Recorded data
════════

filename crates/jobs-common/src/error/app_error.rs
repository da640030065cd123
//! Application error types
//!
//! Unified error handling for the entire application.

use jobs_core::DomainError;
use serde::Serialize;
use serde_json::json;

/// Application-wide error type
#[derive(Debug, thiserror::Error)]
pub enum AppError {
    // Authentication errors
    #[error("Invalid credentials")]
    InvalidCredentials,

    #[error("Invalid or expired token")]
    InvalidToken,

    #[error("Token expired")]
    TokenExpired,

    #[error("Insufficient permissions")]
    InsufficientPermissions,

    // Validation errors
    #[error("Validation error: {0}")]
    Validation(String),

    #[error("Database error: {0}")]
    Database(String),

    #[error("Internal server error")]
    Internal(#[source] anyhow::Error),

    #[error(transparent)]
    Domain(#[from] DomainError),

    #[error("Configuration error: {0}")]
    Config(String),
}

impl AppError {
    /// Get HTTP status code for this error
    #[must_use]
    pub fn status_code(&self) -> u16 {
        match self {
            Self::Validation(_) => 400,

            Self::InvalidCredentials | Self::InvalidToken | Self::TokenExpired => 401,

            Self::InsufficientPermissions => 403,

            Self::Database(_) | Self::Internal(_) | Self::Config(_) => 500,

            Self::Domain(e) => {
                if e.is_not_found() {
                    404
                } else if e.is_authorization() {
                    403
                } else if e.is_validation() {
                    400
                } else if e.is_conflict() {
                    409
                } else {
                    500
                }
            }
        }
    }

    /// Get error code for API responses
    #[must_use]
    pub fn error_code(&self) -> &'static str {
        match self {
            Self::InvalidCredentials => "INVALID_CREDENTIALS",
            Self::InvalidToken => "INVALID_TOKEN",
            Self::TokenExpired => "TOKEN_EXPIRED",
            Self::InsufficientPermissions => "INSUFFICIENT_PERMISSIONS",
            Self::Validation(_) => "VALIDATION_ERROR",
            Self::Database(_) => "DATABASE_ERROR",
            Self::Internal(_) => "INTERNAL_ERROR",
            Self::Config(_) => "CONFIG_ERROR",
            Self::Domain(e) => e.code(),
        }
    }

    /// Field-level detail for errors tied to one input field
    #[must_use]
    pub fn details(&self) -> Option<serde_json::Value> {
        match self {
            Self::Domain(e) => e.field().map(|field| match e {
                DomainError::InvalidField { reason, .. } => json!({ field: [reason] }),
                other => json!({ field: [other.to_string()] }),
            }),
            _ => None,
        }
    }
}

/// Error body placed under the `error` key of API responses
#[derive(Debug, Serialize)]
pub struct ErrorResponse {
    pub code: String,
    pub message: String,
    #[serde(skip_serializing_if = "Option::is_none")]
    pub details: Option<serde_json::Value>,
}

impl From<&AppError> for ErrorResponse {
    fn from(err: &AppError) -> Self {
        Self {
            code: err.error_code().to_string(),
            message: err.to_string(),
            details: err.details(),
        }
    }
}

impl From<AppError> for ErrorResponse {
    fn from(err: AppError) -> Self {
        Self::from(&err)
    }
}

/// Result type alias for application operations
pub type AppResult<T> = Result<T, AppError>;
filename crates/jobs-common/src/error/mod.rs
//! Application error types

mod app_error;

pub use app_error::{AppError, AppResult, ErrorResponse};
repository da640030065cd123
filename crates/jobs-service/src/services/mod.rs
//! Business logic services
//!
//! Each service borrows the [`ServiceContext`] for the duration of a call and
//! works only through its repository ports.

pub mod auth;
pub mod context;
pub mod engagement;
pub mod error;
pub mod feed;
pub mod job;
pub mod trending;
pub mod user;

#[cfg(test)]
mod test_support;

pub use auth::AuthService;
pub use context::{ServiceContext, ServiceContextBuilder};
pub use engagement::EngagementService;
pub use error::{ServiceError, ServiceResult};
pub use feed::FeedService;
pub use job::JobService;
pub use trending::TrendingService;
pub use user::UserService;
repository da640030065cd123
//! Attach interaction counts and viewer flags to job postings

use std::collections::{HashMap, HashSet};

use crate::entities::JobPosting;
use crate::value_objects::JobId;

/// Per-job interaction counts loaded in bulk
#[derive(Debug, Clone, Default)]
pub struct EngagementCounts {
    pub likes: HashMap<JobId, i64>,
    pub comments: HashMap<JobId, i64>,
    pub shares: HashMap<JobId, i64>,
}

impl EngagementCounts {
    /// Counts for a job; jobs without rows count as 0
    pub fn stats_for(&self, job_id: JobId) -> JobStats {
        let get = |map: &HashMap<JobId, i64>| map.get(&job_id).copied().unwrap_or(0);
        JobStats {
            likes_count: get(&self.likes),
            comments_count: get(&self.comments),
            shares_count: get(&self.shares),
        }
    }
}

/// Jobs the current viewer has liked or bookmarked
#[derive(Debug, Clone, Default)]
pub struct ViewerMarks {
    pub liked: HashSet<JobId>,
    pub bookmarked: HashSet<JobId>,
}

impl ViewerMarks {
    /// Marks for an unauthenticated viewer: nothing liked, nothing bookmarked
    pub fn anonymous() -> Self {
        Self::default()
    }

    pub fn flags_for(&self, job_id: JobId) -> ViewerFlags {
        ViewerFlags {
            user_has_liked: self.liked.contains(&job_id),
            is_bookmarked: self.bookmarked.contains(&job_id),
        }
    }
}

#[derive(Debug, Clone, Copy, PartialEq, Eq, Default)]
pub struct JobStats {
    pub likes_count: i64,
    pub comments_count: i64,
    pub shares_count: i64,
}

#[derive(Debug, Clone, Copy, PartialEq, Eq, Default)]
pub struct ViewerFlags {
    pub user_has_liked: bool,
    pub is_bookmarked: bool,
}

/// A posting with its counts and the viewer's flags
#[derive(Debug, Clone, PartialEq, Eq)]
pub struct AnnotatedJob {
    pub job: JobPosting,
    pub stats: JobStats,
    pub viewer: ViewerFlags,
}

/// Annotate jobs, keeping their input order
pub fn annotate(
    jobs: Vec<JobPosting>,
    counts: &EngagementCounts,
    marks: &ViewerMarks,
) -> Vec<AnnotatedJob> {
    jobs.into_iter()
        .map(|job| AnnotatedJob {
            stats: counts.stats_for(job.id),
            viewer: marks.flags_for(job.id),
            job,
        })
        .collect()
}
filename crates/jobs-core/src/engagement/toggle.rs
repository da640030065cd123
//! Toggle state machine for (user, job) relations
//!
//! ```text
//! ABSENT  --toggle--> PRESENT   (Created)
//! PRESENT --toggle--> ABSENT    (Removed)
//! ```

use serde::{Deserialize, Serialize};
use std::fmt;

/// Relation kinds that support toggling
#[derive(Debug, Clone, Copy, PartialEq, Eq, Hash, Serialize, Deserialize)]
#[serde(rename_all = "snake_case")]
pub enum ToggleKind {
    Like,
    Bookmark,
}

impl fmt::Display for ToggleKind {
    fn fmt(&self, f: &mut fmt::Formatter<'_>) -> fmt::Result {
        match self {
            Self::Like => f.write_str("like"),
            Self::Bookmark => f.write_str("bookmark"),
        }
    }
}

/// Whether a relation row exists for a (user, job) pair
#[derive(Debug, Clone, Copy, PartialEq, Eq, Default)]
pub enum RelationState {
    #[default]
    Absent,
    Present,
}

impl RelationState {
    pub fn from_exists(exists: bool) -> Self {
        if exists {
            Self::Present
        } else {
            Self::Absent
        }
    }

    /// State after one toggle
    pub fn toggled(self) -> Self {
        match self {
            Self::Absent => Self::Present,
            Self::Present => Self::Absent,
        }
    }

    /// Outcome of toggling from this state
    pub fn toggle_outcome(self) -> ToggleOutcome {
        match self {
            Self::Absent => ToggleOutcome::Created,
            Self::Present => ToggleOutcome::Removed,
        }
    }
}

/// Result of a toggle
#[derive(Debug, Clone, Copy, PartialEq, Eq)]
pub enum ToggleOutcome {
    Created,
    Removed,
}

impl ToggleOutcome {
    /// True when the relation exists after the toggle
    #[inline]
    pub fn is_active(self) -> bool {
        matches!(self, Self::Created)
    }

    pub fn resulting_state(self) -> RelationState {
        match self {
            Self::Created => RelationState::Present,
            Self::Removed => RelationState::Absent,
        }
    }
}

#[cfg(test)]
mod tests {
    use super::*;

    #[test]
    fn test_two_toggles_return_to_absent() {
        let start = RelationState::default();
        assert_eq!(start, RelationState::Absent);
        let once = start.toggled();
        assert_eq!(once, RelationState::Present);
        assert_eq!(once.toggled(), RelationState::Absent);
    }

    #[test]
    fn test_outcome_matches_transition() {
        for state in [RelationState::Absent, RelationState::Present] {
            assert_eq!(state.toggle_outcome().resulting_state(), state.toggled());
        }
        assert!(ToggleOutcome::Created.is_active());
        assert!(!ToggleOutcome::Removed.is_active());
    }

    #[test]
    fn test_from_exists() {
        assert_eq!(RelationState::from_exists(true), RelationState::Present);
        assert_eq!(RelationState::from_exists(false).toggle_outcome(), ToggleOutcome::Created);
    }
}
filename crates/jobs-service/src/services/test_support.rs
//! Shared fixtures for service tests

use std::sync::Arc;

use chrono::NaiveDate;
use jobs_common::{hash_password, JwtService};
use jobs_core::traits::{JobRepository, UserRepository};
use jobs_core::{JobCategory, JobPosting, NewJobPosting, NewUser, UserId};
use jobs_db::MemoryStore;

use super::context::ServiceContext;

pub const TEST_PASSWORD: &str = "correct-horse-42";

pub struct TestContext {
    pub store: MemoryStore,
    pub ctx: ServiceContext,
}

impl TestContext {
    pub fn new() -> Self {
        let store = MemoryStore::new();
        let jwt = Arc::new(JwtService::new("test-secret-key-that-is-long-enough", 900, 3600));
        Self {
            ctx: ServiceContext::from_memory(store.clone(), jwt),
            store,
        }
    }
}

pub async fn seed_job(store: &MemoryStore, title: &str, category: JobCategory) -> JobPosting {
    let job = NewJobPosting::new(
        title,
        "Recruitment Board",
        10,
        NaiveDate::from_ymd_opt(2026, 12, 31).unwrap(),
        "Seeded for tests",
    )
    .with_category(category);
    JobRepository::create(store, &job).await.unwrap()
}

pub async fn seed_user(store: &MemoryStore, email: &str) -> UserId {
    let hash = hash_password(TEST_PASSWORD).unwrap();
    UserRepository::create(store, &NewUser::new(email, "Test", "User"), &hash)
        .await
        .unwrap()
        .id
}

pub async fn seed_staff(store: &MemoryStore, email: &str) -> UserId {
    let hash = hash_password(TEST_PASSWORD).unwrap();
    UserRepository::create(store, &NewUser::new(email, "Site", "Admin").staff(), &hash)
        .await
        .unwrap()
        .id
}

════════

Goal of the exercise:
Considering only the data above, return the lines in which "JobCategory" occurs.

Answer box:
use jobs_core::{JobCategory, JobPosting, NewJobPosting, NewUser, UserId};
pub async fn seed_job(store: &MemoryStore, title: &str, category: JobCategory) -> JobPosting {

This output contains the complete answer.